Content starts

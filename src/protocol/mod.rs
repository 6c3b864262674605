//! Protocol Module
//!
//! Defines the text protocol for client-server communication.
//!
//! ## Request Format
//! ```text
//! VERB [arg ...]        (whitespace separated, one request per receive)
//! ```
//!
//! ### Commands
//! - SET key value    → `OK`
//! - GET key          → value, or `None`
//! - DELETE key       → `OK` / `Key not found`
//! - EXPIRE key secs  → `OK` / `Key not found`
//! - TTL key          → remaining seconds, `-1` (no TTL), `-2` (missing)
//! - BEGIN / COMMIT / ROLLBACK
//! - SORT / LIST      → rendered dump
//!
//! ### Error Replies
//! - `INPUT ERROR`     wrong number of arguments
//! - `Invalid command` unknown verb
//! - any other failure replies with its message

mod command;
mod response;
mod codec;

pub use command::{Command, CommandType};
pub use response::{
    Response, Status, REPLY_BEGIN, REPLY_COMMIT, REPLY_NONE, REPLY_NOT_FOUND, REPLY_OK,
    REPLY_ROLLBACK,
};
pub use codec::{
    decode_text, encode_command, parse_command, read_chunk, read_request, write_request,
    write_response,
};
//! Connection Handler
//!
//! Handles individual client connections.

use std::io::ErrorKind;
use std::net::TcpStream;
use std::sync::Arc;
use std::time::Duration;

use bytes::BytesMut;

use crate::error::{MemKvError, Result};
use crate::engine::Engine;
use crate::protocol::{read_request, write_response, Response};

/// Handles a single client connection
pub struct Connection {
    /// TCP stream (unbuffered: one receive is one request)
    stream: TcpStream,

    /// Reusable receive buffer
    buf: BytesMut,

    /// Bytes accepted per receive
    max_request: usize,

    /// Reference to the storage engine
    engine: Arc<Engine>,

    /// Peer address for logging
    peer_addr: String,
}

impl Connection {
    /// Create a new connection handler
    pub fn new(stream: TcpStream, engine: Arc<Engine>) -> Result<Self> {
        // Get peer address for logging
        let peer_addr = stream
            .peer_addr()
            .map(|a| a.to_string())
            .unwrap_or_else(|_| "unknown".to_string());

        // Disable Nagle's algorithm for low latency
        stream.set_nodelay(true)?;

        let max_request = engine.config().read_buffer_size;

        Ok(Self {
            stream,
            buf: BytesMut::with_capacity(max_request),
            max_request,
            engine,
            peer_addr,
        })
    }

    /// Configure connection timeouts (0 = none)
    pub fn set_timeouts(&mut self, read_ms: u64, write_ms: u64) -> Result<()> {
        if read_ms > 0 {
            self.stream.set_read_timeout(Some(Duration::from_millis(read_ms)))?;
        }
        if write_ms > 0 {
            self.stream.set_write_timeout(Some(Duration::from_millis(write_ms)))?;
        }

        Ok(())
    }

    /// Handle the connection (blocking until closed)
    ///
    /// Reads one request per receive and sends one reply for each.
    /// Returns when the client disconnects or an I/O error occurs.
    pub fn handle(&mut self) -> Result<()> {
        tracing::debug!("Connection established from {}", self.peer_addr);

        loop {
            let request = match read_request(&mut self.stream, &mut self.buf, self.max_request) {
                Ok(Some(request)) => request,
                Ok(None) => {
                    tracing::debug!("Client {} disconnected", self.peer_addr);
                    return Ok(());
                }
                Err(MemKvError::Io(ref e)) if is_disconnect(e.kind()) => {
                    tracing::debug!("Client {} went away: {}", self.peer_addr, e);
                    return Ok(());
                }
                Err(MemKvError::Io(ref e))
                    if matches!(e.kind(), ErrorKind::WouldBlock | ErrorKind::TimedOut) =>
                {
                    tracing::debug!("Read timeout for client {}", self.peer_addr);
                    return Ok(());
                }
                Err(e @ MemKvError::Protocol(_)) => {
                    // Undecodable payload: reply and keep the connection
                    tracing::warn!("Bad request from {}: {}", self.peer_addr, e);
                    if !self.reply(Response::from_error(&e))? {
                        return Ok(());
                    }
                    continue;
                }
                Err(e) => {
                    tracing::warn!("Error reading from {}: {}", self.peer_addr, e);
                    return Err(e);
                }
            };

            tracing::trace!("Received request from {}: {:?}", self.peer_addr, request);

            let response = self.engine.handle_request(&request);
            if !self.reply(response)? {
                return Ok(());
            }
        }
    }

    /// Send a response
    ///
    /// Returns `Ok(false)` if the client vanished before the write.
    fn reply(&mut self, response: Response) -> Result<bool> {
        match write_response(&mut self.stream, &response) {
            Ok(()) => Ok(true),
            Err(MemKvError::Io(ref e)) if is_disconnect(e.kind()) => {
                tracing::debug!(
                    "Client {} disconnected before response could be sent: {}",
                    self.peer_addr,
                    e
                );
                Ok(false)
            }
            Err(e) => {
                tracing::warn!("Error writing to {}: {}", self.peer_addr, e);
                Err(e)
            }
        }
    }
}

fn is_disconnect(kind: ErrorKind) -> bool {
    matches!(
        kind,
        ErrorKind::ConnectionReset | ErrorKind::ConnectionAborted | ErrorKind::BrokenPipe
    )
}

Content ends

* Exercise instructions
Copy out only the lines of the records above from the one with "if write_ms >" through the one with "pub fn handle(&mut", exactly as they stand, both included.

* Task solution
        if write_ms > 0 {
            self.stream.set_write_timeout(Some(Duration::from_millis(write_ms)))?;
        }

        Ok(())
    }

    /// Handle the connection (blocking until closed)
    ///
    /// Reads one request per receive and sends one reply for each.
    /// Returns when the client disconnects or an I/O error occurs.
    pub fn handle(&mut self) -> Result<()> {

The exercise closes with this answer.